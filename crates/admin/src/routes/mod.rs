//! HTTP route handlers for admin.
//!
//! # Route Structure
//!
//! ```text
//! GET  /health                               - Liveness
//! GET  /health/ready                         - Readiness (store reachable)
//!
//! # Auth
//! POST /api/auth/login                       - Username/password login
//! POST /api/auth/logout                      - Logout
//! GET  /api/auth/me                          - Current admin
//!
//! # Orders
//! GET  /api/orders                           - Filtered listing
//! GET  /api/orders/{orderId}                 - Detail with allowed transitions
//! PUT  /api/orders/{orderId}/status          - Lifecycle step
//! POST /api/orders/{orderId}/cancellation    - Open a cancellation request
//! POST /api/orders/{orderId}/refund          - Approve the request and refund
//! POST /api/orders/{orderId}/cancellation/reject
//!
//! # Reporting
//! GET  /api/payments                         - Payment transactions
//! GET  /api/invoices?mobile=                 - Invoices by customer mobile
//! GET  /api/dashboard/stats                  - Dashboard totals
//!
//! # Settings
//! GET  /api/settings/company                 - Company details
//! PUT  /api/settings/company                 - Update (super admin only)
//!
//! Anything else is a JSON 404.
//! ```

pub mod auth;
pub mod dashboard;
pub mod health;
pub mod invoices;
pub mod orders;
pub mod payments;
pub mod settings;

use axum::{
    Router,
    http::Uri,
    routing::{get, post, put},
};

use crate::error::AppError;
use crate::state::AppState;

/// Build the API router (without layers or state).
pub fn routes() -> Router<AppState> {
    Router::new()
        // Health
        .route("/health", get(health::health))
        .route("/health/ready", get(health::readiness))
        // Auth
        .route("/api/auth/login", post(auth::login))
        .route("/api/auth/logout", post(auth::logout))
        .route("/api/auth/me", get(auth::me))
        // Orders
        .route("/api/orders", get(orders::index))
        .route("/api/orders/{order_id}", get(orders::show))
        .route("/api/orders/{order_id}/status", put(orders::update_status))
        .route(
            "/api/orders/{order_id}/cancellation",
            post(orders::request_cancellation),
        )
        .route("/api/orders/{order_id}/refund", post(orders::approve_refund))
        .route(
            "/api/orders/{order_id}/cancellation/reject",
            post(orders::reject_cancellation),
        )
        // Reporting
        .route("/api/payments", get(payments::index))
        .route("/api/invoices", get(invoices::index))
        .route("/api/dashboard/stats", get(dashboard::stats))
        // Settings
        .route(
            "/api/settings/company",
            get(settings::show_company).put(settings::update_company),
        )
        .fallback(not_found)
}

/// JSON 404 for unknown paths.
async fn not_found(uri: Uri) -> AppError {
    AppError::NotFound(format!("no route for {}", uri.path()))
}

WHAT THE TASK REQUIRES
Copy task for the entries above: every line with the string "status".

ANSWER TO THIS TASK
//! PUT  /api/orders/{orderId}/status          - Lifecycle step
        .route("/api/orders/{order_id}/status", put(orders::update_status))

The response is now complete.